Relation-aware Graph Attention Model with Adaptive Self-adversarial Training
Abstract
This paper describes an end-to-end solution for the relationship prediction task in heterogeneous, multi-relational graphs to particularly address two building blocks in the pipeline, namely representation learning and negative sampling. Existing message passing-based graph neural networks tend to ignore the semantics of the edges, that is the edge information is only used either for graph traversal and/or selection of encoding functions. Ignoring the edge semantics could have severe repercussions on the quality of embeddings, especially when dealing with two nodes having multiple relations. Moreover, the expressivity of the learned representation also depends on the quality of negative samples used during training. Although existing hard negative sampling techniques can identify challenging negative relationships for optimization, new techniques are required to control false negatives during training as false negatives could corrupt the learning process.
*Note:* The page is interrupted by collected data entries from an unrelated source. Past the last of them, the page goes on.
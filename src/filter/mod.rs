//! Template text filters.
//!
//! # Modules
//!
//! - `slides`: splits on the slide marker and wraps each slide in `<section>`
//! - `anchor`: injects `target`/`rel` into `<a href>` tags
//!
//! Only the composed [`SlidesFilter`] is a host-visible [`Filter`]; the two
//! steps are internal.

mod anchor;
mod slides;

use thiserror::Error;

use crate::config::{ConfigError, FilterConfig};
use anchor::AnchorRewriter;
use slides::SlideWrapper;

// =============================================================================
// Filter trait
// =============================================================================

/// A named, pure string transformation callable from templates.
pub trait Filter: Send + Sync {
    /// Name used by templates to invoke this filter.
    fn name(&self) -> &str;

    /// Transform `input`. Total over all strings.
    fn apply(&self, input: &str) -> String;
}

/// Errors raised at the template host boundary.
#[derive(Debug, Error, PartialEq, Eq)]
pub enum FilterError {
    #[error("unknown filter `{0}`")]
    Unknown(String),

    #[error("filter `{filter}` expects a string, found {found}")]
    NotAString { filter: String, found: &'static str },
}

// =============================================================================
// Slides filter
// =============================================================================

/// `slides`: wrap slides first, then rewrite links in the wrapped output.
#[derive(Debug, Clone, Default)]
pub struct SlidesFilter {
    wrapper: SlideWrapper,
    anchors: AnchorRewriter,
}

impl SlidesFilter {
    pub const NAME: &'static str = "slides";

    /// Build the filter from `config`, rejecting configs that fail validation.
    ///
    /// Warnings (such as the `noreferer` token) do not prevent construction.
    pub fn new(config: &FilterConfig) -> Result<Self, ConfigError> {
        config.validate().map_err(ConfigError::Diagnostics)?;
        Ok(Self {
            wrapper: SlideWrapper::new(&config.slides),
            anchors: AnchorRewriter::new(&config.anchor),
        })
    }
}

impl Filter for SlidesFilter {
    fn name(&self) -> &str {
        Self::NAME
    }

    fn apply(&self, input: &str) -> String {
        self.anchors.rewrite(&self.wrapper.wrap(input))
    }
}
//! Slide and link filters for tola templates.
//!
//! The `slides` filter turns a rendered page body into a slide deck:
//!
//! 1. the body is split on `<hr>` and every piece is wrapped in
//!    `<section class="slide">…</section>`;
//! 2. every `<a href` in the result gains
//!    `target="_blank" rel="noopener noreferer"`.
//!
//! ```
//! let deck = tola_slides::slides("Intro<hr><a href=\"/next\">next</a>");
//! assert_eq!(
//!     deck,
//!     "<section class=\"slide\">Intro</section>\
//!      <section class=\"slide\"><a target=\"_blank\" rel=\"noopener noreferer\" href=\"/next\">next</a></section>"
//! );
//! ```
//!
//! Template hosts use [`FilterRegistry`], optionally built from a
//! `slides.toml` loaded with [`FilterConfig::load`].

pub mod config;
pub mod filter;
pub mod logger;
pub mod registry;

use std::sync::LazyLock;

pub use config::{ConfigError, FilterConfig};
pub use filter::{Filter, FilterError, SlidesFilter};
pub use registry::FilterRegistry;

static DEFAULT_SLIDES: LazyLock<SlidesFilter> = LazyLock::new(SlidesFilter::default);

/// Apply the `slides` filter with the default configuration.
#[inline]
pub fn slides(input: &str) -> String {
    DEFAULT_SLIDES.apply(input)
}

#[cfg(test)]
mod tests {
    use super::*;

    #[test]
    fn test_slides_default() {
        assert_eq!(
            slides("a<hr>b"),
            "<section class=\"slide\">a</section><section class=\"slide\">b</section>"
        );
        assert_eq!(slides(""), "<section class=\"slide\"></section>");
    }

    #[test]
    fn test_slides_matches_registry() {
        let registry = FilterRegistry::default();
        let input = "<h1>Title</h1><hr><p>See <a href=\"https://example.com\">this</a></p>";
        assert_eq!(slides(input), registry.apply("slides", input).unwrap());
    }

    #[test]
    fn test_slides_from_many_threads() {
        let handles: Vec<_> = (0..8)
            .map(|i| std::thread::spawn(move || slides(&format!("{i}<hr><a href=\"{i}\">"))))
            .collect();
        for (i, handle) in handles.into_iter().enumerate() {
            let out = handle.join().unwrap();
            assert!(out.starts_with(&format!("<section class=\"slide\">{i}</section>")));
            assert!(out.contains(&format!("rel=\"noopener noreferer\" href=\"{i}\"")));
        }
    }
}
//! Logging utilities with colored module prefixes.
//!
//! - `log!` macro for formatted output with a colored `[module]` prefix
//! - `debug!` macro, only printed when verbose mode is enabled
//!
//! Everything goes to stderr: filters run inside a template host whose
//! stdout may be the rendered page.
//!
//! # Example
//!
//! ```ignore
//! log!("config"; "unknown fields in {}", path.display());
//! debug!("registry"; "registered filter `{}`", name);
//! ```

use owo_colors::OwoColorize;
use std::{
    io::{Write, stderr},
    sync::atomic::{AtomicBool, Ordering},
};

/// Global verbose flag
static VERBOSE: AtomicBool = AtomicBool::new(false);

/// Set verbose mode globally
pub fn set_verbose(v: bool) {
    VERBOSE.store(v, Ordering::SeqCst);
}

/// Check if verbose mode is enabled
pub fn is_verbose() -> bool {
    VERBOSE.load(Ordering::SeqCst)
}

// ============================================================================
// Log Macro
// ============================================================================

/// Log a message with a colored module prefix
///
/// # Usage
/// ```ignore
/// log!("module"; "message with {} formatting", args);
/// ```
#[macro_export]
macro_rules! log {
    ($module:expr; $($arg:tt)*) => {{
        $crate::logger::log($module, &format!($($arg)*))
    }};
}

/// Log a debug message (only shown when verbose mode is enabled)
///
/// # Usage
/// ```ignore
/// debug!("module"; "debug info: {}", value);
/// ```
#[macro_export]
macro_rules! debug {
    ($module:expr; $($arg:tt)*) => {{
        if $crate::logger::is_verbose() {
            $crate::logger::log($module, &format!($($arg)*))
        }
    }};
}

// ============================================================================
// Helper Functions
// ============================================================================

/// Log a message with a colored module prefix
#[inline]
pub fn log(module: &str, message: &str) {
    let module_lower = module.to_ascii_lowercase();
    let prefix = colorize_prefix(module, &module_lower);

    let mut stderr = stderr().lock();
    writeln!(stderr, "{prefix} {message}").ok();
    stderr.flush().ok();
}

/// Apply color to a module prefix based on module type
#[inline]
fn colorize_prefix(module: &str, module_lower: &str) -> String {
    let prefix = format!("[{module}]");
    match module_lower {
        "config" => prefix.bright_blue().bold().to_string(),
        "registry" => prefix.bright_green().bold().to_string(),
        "error" => prefix.bright_red().bold().to_string(),
        _ => prefix.bright_yellow().bold().to_string(),
    }
}

#[cfg(test)]
mod tests {
    use super::*;

    #[test]
    fn test_verbose_toggle() {
        let before = is_verbose();
        set_verbose(true);
        assert!(is_verbose());
        set_verbose(false);
        assert!(!is_verbose());
        set_verbose(before);
    }

    #[test]
    fn test_prefix_contains_module() {
        assert!(colorize_prefix("config", "config").contains("[config]"));
        assert!(colorize_prefix("Render", "render").contains("[Render]"));
    }
}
To address these issues, we first propose RelGNN - a message passing-based heterogeneous graph attention model. In particular, RelGNN generates the states of different relations and leverages them along with the node states to weigh the messages. RelGNN also adopts a self-attention mechanism to balance the importance of attribute features and topological features for generating the final entity embeddings. Second, we introduce a parameter free negative sampling technique - adaptive self-adversarial (ASA) negative sampling. ASA reduces the false negative rate by leveraging positive relationships to effectively guide the identification of true negative samples. Our experimental evaluation demonstrates that the combination of RelGNN and ASA for relationship prediction improves state-of-the-art performance across established benchmarks as well as a real industrial dataset.